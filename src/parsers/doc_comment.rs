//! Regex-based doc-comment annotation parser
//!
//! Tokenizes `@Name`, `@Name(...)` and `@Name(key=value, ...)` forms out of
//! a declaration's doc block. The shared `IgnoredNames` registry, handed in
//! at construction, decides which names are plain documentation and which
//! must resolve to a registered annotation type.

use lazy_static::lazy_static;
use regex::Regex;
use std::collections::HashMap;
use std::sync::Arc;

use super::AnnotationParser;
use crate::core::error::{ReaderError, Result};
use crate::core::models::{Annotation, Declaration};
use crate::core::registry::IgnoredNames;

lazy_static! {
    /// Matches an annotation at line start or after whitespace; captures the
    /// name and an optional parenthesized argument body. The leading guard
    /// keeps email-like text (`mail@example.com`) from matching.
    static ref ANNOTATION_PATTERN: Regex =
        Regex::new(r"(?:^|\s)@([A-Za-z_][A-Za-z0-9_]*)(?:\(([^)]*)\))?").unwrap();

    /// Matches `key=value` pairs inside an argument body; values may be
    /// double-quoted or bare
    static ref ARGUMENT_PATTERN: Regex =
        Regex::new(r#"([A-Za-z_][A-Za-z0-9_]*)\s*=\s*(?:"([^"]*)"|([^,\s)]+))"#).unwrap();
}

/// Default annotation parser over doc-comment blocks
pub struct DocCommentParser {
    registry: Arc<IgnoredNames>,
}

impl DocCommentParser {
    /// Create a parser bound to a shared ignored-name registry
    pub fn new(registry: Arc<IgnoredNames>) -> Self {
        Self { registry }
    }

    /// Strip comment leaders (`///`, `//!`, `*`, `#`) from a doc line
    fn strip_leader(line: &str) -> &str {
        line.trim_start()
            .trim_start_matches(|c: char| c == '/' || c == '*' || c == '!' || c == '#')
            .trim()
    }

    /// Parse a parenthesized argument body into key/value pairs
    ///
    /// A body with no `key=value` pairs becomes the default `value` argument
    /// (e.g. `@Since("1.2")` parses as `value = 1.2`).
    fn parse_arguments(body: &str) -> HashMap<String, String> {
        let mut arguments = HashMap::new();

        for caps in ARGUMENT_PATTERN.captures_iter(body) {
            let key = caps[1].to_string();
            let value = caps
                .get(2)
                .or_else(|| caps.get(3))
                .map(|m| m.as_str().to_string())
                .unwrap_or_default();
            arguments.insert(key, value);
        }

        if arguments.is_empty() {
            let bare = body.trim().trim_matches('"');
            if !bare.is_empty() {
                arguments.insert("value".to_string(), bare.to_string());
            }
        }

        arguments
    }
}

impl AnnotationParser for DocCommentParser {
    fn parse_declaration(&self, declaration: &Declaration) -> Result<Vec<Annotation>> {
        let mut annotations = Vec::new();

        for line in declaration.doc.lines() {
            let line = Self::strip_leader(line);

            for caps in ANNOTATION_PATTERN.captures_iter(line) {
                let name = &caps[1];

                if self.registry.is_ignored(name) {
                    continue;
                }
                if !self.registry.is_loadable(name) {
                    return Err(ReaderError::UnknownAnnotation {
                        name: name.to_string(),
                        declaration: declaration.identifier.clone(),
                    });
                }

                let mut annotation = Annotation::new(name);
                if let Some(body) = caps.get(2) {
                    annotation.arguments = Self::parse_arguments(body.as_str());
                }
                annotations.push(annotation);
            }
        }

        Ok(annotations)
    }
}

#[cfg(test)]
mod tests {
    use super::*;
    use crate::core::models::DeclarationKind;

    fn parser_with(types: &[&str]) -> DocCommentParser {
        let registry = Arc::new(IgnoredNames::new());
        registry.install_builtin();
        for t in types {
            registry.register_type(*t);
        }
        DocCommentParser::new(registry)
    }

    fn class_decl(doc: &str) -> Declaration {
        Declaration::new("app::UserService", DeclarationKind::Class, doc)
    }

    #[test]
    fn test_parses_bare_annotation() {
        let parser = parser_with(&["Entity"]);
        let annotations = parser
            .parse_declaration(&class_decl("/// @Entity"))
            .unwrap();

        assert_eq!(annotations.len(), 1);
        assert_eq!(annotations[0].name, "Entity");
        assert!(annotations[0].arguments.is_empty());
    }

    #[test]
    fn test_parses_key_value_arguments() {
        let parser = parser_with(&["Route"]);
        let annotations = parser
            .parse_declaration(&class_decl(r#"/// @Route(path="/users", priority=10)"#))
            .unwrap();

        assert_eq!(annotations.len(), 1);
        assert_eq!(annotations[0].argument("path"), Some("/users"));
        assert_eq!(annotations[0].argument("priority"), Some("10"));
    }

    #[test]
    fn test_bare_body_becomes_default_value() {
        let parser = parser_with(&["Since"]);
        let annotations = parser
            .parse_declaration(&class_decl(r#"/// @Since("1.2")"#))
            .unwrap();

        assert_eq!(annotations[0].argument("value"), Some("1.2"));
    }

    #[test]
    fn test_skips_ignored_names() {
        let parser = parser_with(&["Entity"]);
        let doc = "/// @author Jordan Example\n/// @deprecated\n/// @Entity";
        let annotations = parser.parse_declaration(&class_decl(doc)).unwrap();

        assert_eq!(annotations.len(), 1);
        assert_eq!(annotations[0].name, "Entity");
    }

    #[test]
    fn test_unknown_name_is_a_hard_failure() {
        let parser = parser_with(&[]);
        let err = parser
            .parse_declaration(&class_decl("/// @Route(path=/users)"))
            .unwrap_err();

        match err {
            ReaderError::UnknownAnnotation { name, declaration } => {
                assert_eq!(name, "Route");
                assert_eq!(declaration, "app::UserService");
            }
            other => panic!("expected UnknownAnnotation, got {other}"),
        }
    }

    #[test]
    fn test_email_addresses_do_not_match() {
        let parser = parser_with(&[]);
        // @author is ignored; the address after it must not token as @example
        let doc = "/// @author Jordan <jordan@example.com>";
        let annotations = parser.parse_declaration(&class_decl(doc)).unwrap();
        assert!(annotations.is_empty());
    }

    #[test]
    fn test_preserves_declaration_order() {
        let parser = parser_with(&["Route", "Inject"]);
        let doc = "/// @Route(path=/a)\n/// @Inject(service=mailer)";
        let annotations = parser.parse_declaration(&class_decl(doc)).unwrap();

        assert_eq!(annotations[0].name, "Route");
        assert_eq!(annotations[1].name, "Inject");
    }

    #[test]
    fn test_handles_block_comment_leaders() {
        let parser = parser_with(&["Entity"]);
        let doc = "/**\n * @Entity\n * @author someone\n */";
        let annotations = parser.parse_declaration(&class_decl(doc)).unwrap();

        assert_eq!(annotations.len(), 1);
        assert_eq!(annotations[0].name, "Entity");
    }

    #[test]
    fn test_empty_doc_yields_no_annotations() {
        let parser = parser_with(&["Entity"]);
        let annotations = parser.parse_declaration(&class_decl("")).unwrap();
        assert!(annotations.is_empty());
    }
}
# # # # # # #
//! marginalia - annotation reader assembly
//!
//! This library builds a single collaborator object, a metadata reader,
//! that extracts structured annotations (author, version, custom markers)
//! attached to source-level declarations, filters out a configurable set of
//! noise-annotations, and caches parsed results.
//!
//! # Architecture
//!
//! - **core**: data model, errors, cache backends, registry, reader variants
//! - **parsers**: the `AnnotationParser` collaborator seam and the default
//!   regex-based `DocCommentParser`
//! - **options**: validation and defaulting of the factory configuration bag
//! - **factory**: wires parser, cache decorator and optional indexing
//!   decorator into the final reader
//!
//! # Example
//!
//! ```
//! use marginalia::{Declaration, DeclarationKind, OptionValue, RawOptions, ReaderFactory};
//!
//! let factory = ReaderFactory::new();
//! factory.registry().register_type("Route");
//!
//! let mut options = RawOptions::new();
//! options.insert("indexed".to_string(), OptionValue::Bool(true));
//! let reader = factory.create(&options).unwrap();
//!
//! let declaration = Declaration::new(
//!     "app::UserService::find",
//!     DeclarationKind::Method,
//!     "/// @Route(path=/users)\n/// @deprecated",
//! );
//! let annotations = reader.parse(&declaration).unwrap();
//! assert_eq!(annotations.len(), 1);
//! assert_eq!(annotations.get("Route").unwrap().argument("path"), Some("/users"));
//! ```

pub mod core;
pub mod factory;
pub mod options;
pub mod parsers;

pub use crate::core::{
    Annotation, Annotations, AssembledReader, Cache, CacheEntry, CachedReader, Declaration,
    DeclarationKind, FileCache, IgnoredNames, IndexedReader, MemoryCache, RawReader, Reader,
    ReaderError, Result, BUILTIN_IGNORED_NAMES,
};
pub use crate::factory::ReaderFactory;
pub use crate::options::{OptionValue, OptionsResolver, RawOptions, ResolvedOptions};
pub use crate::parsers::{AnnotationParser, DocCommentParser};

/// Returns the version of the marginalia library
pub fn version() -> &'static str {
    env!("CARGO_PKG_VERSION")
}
# # # # # # #
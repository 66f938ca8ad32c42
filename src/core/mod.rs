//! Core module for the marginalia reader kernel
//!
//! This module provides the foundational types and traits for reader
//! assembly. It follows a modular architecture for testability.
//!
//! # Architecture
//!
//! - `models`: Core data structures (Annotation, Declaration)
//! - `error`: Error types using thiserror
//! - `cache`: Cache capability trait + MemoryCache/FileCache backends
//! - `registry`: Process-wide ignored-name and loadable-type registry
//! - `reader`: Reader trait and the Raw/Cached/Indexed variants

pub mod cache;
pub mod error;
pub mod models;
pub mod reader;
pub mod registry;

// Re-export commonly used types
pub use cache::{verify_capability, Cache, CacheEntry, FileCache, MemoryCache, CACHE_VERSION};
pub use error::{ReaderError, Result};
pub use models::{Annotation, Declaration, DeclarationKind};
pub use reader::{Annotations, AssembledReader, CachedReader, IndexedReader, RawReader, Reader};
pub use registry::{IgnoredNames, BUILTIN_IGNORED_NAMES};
# # # # # # #
Of the entries above, repeat exactly the lines from the line with "filename src/parsers/doc_comment.rs" through the line with "whitespace; captures the", both of them included.

filename src/parsers/doc_comment.rs
//! Regex-based doc-comment annotation parser
//!
//! Tokenizes `@Name`, `@Name(...)` and `@Name(key=value, ...)` forms out of
//! a declaration's doc block. The shared `IgnoredNames` registry, handed in
//! at construction, decides which names are plain documentation and which
//! must resolve to a registered annotation type.

use lazy_static::lazy_static;
use regex::Regex;
use std::collections::HashMap;
use std::sync::Arc;

use super::AnnotationParser;
use crate::core::error::{ReaderError, Result};
use crate::core::models::{Annotation, Declaration};
use crate::core::registry::IgnoredNames;

lazy_static! {
    /// Matches an annotation at line start or after whitespace; captures the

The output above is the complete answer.